Com canções que massacram conceito do "seja você mesmo" e batem na importância de compartilhar afetos, longa-metragem apresenta retrato da solidão e relativiza o impacto dos fracassos pessoais

Ricardo Daehn
postado em 10/11/2021 06:00 / atualizado em 10/11/2021 22:03
Ben Platt em 'Querido Evan Hansen', filme de Stephen Chbosky -  (crédito: Universal Pictures/Divulgação)
Ben Platt em 'Querido Evan Hansen', filme de Stephen Chbosky - (crédito: Universal Pictures/Divulgação)

Uma vida de aparências que inclua pseudo amigos, pouca autoconfiança e um grave quadro depressivo integra a trama do improvável musical Querido Evan Hansen, a partir desta quinta-feira (11/11) nas salas de cinema. Depois de arriscar enredos apoiados em autoajuda, quando do desenvolvimento dos filmes Extraordinário (2017) e As vantagens de ser invisível (2012), o diretor Stephen Chbosky vem embalado por roteiro de Steven Levenson (da série Fosse/Verdon), originado por um musical vencedor do Tony e do Grammy.

Com dose de infantilidade nas letras — que massacram o conceito do "seja você mesmo", batem na importância de compartilhar afetos e deixar de ser "mero observador da vida" —, Querido Evan Hansen traz um retrato de solidão e relativiza o impacto de fracassos pessoais. O novo musical parece trazer um mix dos outros dois filmes assinados por Stephen Chbosky, ambos extraídos de best-sellers.

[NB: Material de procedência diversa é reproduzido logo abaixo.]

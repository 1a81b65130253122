use std::fmt;
use std::str::FromStr;

use chrono::DateTime;
use chrono::Utc;
use uuid::Uuid;

use crate::account::errors::EmailError;
use crate::account::errors::PhoneNumberError;
use crate::account::errors::UserIdError;

/// Name of the role assigned to newly registered users. Resolved to a
/// [`RoleId`] at startup; never referenced by numeric literal.
pub const DEFAULT_ROLE_NAME: &str = "User";

/// User aggregate entity.
///
/// Carries the full credential-lifecycle state: login secret,
/// verification flags, and the inline verification/reset token pairs.
/// Created unverified and inactive; verify-email flips both flags
/// exactly once. The token pairs are independent and single-use: each
/// is cleared the moment it is consumed.
#[derive(Debug, Clone)]
pub struct User {
    pub id: UserId,
    pub email: EmailAddress,
    pub phone_number: PhoneNumber,
    pub name: String,
    pub last_name: String,
    pub address: String,
    pub location: String,
    pub password_hash: String,
    pub role_id: RoleId,
    pub verification_status: bool,
    pub is_active: bool,
    pub verification_token: Option<String>,
    pub verification_token_expires_at: Option<DateTime<Utc>>,
    pub reset_token: Option<String>,
    pub reset_token_expires_at: Option<DateTime<Utc>>,
    pub last_password_change: Option<DateTime<Utc>>,
    pub created_at: DateTime<Utc>,
}

/// User unique identifier type
#[derive(Debug, Clone, Copy, PartialEq, Eq, Hash)]
pub struct UserId(pub Uuid);

impl UserId {
    /// Generate a new random user ID.
    pub fn new() -> Self {
        Self(Uuid::new_v4())
    }

    /// Parse a user ID from string.
    ///
    /// # Errors
    /// * `InvalidFormat` - String is not a valid UUID
    pub fn from_string(s: &str) -> Result<Self, UserIdError> {
        Uuid::parse_str(s)
            .map(UserId)
            .map_err(|e| UserIdError::InvalidFormat(e.to_string()))
    }
}

impl Default for UserId {
    fn default() -> Self {
        Self::new()
    }
}

impl fmt::Display for UserId {
    fn fmt(&self, f: &mut fmt::Formatter<'_>) -> fmt::Result {
        self.0.fmt(f)
    }
}

/// Role unique identifier type
#[derive(Debug, Clone, Copy, PartialEq, Eq, Hash)]
pub struct RoleId(pub i32);

impl fmt::Display for RoleId {
    fn fmt(&self, f: &mut fmt::Formatter<'_>) -> fmt::Result {
        self.0.fmt(f)
    }
}

/// Role entity.
///
/// Referenced by `User.role_id`; users do not own roles. The seed set
/// {User, Admin, Moderator} is created idempotently by migration.
#[derive(Debug, Clone)]
pub struct Role {
    pub id: RoleId,
    pub name: String,
}

/// Email address type
///
/// Validates email format using RFC 5322 compliant parser.
#[derive(Debug, Clone, PartialEq, Eq)]
pub struct EmailAddress(String);

impl EmailAddress {
    /// Create a new validated email address.
    ///
    /// # Errors
    /// * `InvalidFormat` - Email does not conform to RFC 5322
    pub fn new(email: String) -> Result<Self, EmailError> {
        email_address::EmailAddress::from_str(&email)
            .map(|_| EmailAddress(email))
            .map_err(|e| EmailError::InvalidFormat(e.to_string()))
    }

    /// Get email as string slice.
    pub fn as_str(&self) -> &str {
        &self.0
    }
}

impl fmt::Display for EmailAddress {
    fn fmt(&self, f: &mut fmt::Formatter<'_>) -> fmt::Result {
        self.0.fmt(f)
    }
}

/// Phone number type
///
/// Ensures the number is non-empty, at most 32 characters, and made of
/// digits with optional `+`, spaces, hyphens, and parentheses.
#[derive(Debug, Clone, PartialEq, Eq)]
pub struct PhoneNumber(String);

impl PhoneNumber {
    const MAX_LENGTH: usize = 32;

    /// Create a new validated phone number.
    ///
    /// # Errors
    /// * `Empty` - Phone number is empty or whitespace
    /// * `TooLong` - Phone number longer than 32 characters
    /// * `InvalidCharacters` - Contains characters outside the allowed set
    pub fn new(phone_number: String) -> Result<Self, PhoneNumberError> {
        let trimmed = phone_number.trim();
        if trimmed.is_empty() {
            return Err(PhoneNumberError::Empty);
        }
        if trimmed.len() > Self::MAX_LENGTH {
            return Err(PhoneNumberError::TooLong {
                max: Self::MAX_LENGTH,
                actual: trimmed.len(),
            });
        }
        if !trimmed
            .chars()
            .all(|c| c.is_ascii_digit() || matches!(c, '+' | ' ' | '-' | '(' | ')'))
        {
            return Err(PhoneNumberError::InvalidCharacters);
        }
        Ok(Self(trimmed.to_string()))
    }

    /// Get phone number as string slice.
    pub fn as_str(&self) -> &str {
        &self.0
    }
}

impl fmt::Display for PhoneNumber {
    fn fmt(&self, f: &mut fmt::Formatter<'_>) -> fmt::Result {
        self.0.fmt(f)
    }
}

/// Command to register a new account with domain types.
///
/// All fields are required; presence and format are validated by the
/// inbound layer before the command is constructed. The password is
/// plaintext here and hashed by the service.
#[derive(Debug)]
pub struct RegisterCommand {
    pub email: EmailAddress,
    pub password: String,
    pub name: String,
    pub last_name: String,
    pub phone_number: PhoneNumber,
    pub address: String,
    pub location: String,
}

/// Command to update an existing account.
///
/// Every field is optional; absent fields keep their stored value. A
/// supplied password arrives in plaintext and is re-hashed by the
/// service before persisting.
#[derive(Debug, Default)]
pub struct UpdateUserCommand {
    pub email: Option<EmailAddress>,
    pub password: Option<String>,
    pub name: Option<String>,
    pub last_name: Option<String>,
    pub phone_number: Option<PhoneNumber>,
    pub address: Option<String>,
    pub location: Option<String>,
    pub role_id: Option<RoleId>,
}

Quem estrela é Ben Platt (da série The politician), que empreende, à frente do personagem central, uma história como teor motivacional, a partir das confusões de um estudante que sabe abraçar "o pior" de si, como ele canta num dos números musicais. Evan, a todo momento, internaliza que deve ficar “longe do sol”, busca o cumprimento adequado (para cada pessoa com quem interage), sem nunca descuidar das mãos que suam e do temor de assumir as emoções dele.

Defendendo um ambiente falso, em que teria amizade com o bad boy Connor (Colton Ryan, das séries Little voice e Homeland), Evan Hansen, galgando a faculdade, vai esbarrar numa família enlutada, na qual vive o amor dele: Zoe, interpretada por Katilyn Dever, vista em Homens, mulheres e filhos (título que trata de modo mais convincente o tema da superficialidade das relações virtuais, presente no atual longa). O destilar de ódio nas redes é um dos tópicos explorados no filme que traz Amy Adams e a vencedora do Oscar Julianne Moore.

A diversidade destacada num cartaz da escola em que Evan estuda faz muito sentido, a partir do exame de outros tipos como a personagem Alana (Amandla Stenberg, saída de O ódio que você semeia) e Jared (Nik Dodani, investindo num personagem gay). No peculiar processo de autoaceitação, Evan redige cartas (sob orientação de um terapeuta) enquanto, distanciado de todos, calcula meios de alcançar a bolsa de estudos de que necessita. Para se ter ideia dos dramas de Evan, uma mera assinatura num gesso de braço quebrado vira um enorme dilema para o protagonista, depois de cair de uma árvore.

Um desastre?

Pelos comportamentos estranhos, Evan não demora a ouvir: “Você é um desastre”. Isso de um amigo bem-intencionado. De saúde mental fragilizada, ansioso e dependente de remédios, Evan, muitas vezes, depara com carga que extrapola a realidade (algo legítimo num musical).

Entre muitas cenas repletas de formalidade e doses carregadas de tristeza, ao menos uma injeção de ânimo destoa e cria momentos tocantes. É quando entra em cena Colton Ryan, em momentos de revelação e reflexão, ou ainda hilários, quando brinca (de modo sadio) com a sexualidade do protagonista. Vem dele a dose de energia no filme, quando entoa A little closer. Amarrado na vontade de superar temores sociais, Hansen, curiosamente, assumirá comportamentos dúbios.